If you asked, I couldn't tell you the first time I heard about the Chesapeake Bay Foundation. Growing up in Montgomery County, Maryland, the Bay was always a part of my life and was never more than an hour away. CBF's iconic blue "SAVE THE BAY" sticker dotted my childhood. It was on my mom's station wagon and my homeroom teacher's lunchbox. When I saw a job posting back in October for a restoration assistant position with CBF, I was instantly excited. I had been looking for an opportunity to shift my career into the non-profit environmental world, and CBF seemed like the perfect fit.

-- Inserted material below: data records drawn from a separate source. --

// crates/sgs_foundation/src/lib.rs

//! SgsLab Foundation Layer
//!
//! 基础层，提供整个工作区共用的底层抽象。
//!
//! # 模块概览
//!
//! - [`error`]: 统一错误类型 `SgsError` / `SgsResult`
//! - [`dimension`]: 物理量纲（SI 基本单位指数），用于场运算的单位一致性检查
//! - [`tolerance`]: 数值容差
//!
//! # 设计原则
//!
//! 1. **最少依赖**: 仅依赖 serde 和 thiserror
//! 2. **量纲安全**: 单位不一致属于编程错误，在检测点立即失败
//! 3. **参数注入**: 容差通过结构体传递，不使用全局可变状态
//!
//! # 示例
//!
//! ```
//! use sgs_foundation::dimension::Dimensions;
//!
//! let nu = Dimensions::KINEMATIC_VISCOSITY;
//! let delta = Dimensions::LENGTH;
//! // ν / δ² = 1/s
//! assert_eq!(nu / (delta * delta), Dimensions::RATE);
//! ```

#![warn(missing_docs)]
#![warn(clippy::all)]

pub mod dimension;
pub mod error;
pub mod tolerance;

// 重导出常用类型
pub use dimension::Dimensions;
pub use error::{SgsError, SgsResult};
pub use tolerance::Tolerance;

/// 层级标识
pub const LAYER: u8 = 1;

/// Prelude 模块，包含常用类型
pub mod prelude {
    pub use crate::dimension::Dimensions;
    pub use crate::error::{SgsError, SgsResult};
    pub use crate::tolerance::Tolerance;
}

Despite knowing the organization existed for my whole life, I realized I wasn't sure what CBF actually did. Of course, I knew they saved the Bay, but I didn't know how. When I found out in my interview that I would primarily focus on planting trees, I was surprised, but also intrigued. The connection between Bay restoration and tree planting along the watershed is something I hadn't heard about before, but I know now that it is crucial and immensely impactful.
Polluted stormwater runoff across the watershed causes pollutants like nutrients, pesticides, and animal waste to enter the waterways that lead to the Bay. Because the watershed area is so large—spanning six states and the District of Columbia—excess nitrogen runoff from a farm in Frederick County can harm the Bay in Annapolis.
Enter the result of targeted tree planting: riparian buffers. Riparian forest buffers along streams and rivers reduce erosion and filter the sediment and pollutants that enter the water. They also provide physical benefits in the immediate area where they're planted by strengthening the topsoil and providing habitats for animals and insects. As a restoration assistant, I got a firsthand look at how these buffers work and how they're made.
For my first event with CBF, I attended a volunteer tree planting event at a farm in Frederick County, the REED Center for Ecosystem Reintegration. My role for the event was to assist the volunteers, answer questions about the process, and, of course, plant lots of trees myself! I listened alongside the volunteers about the impact of what we would be doing that day. Some volunteers were veterans at restoration. I spoke with one man who told me he came to every local event he could, because he loved feeling that he was actually making a difference.
Other volunteers knew about CBF and were finally making it out to an event; and some were hearing about both the organization and the idea of riparian buffers for the first time. One woman brought her 6-year-old son along, and they were able to learn together during the planting. She told me how she had never thought about the link between trees and the Bay before, but now that she knew, she would share this knowledge with others and get them to come out to future events. This feeling of inspiration she felt was a common sentiment among volunteers at all the events I attended.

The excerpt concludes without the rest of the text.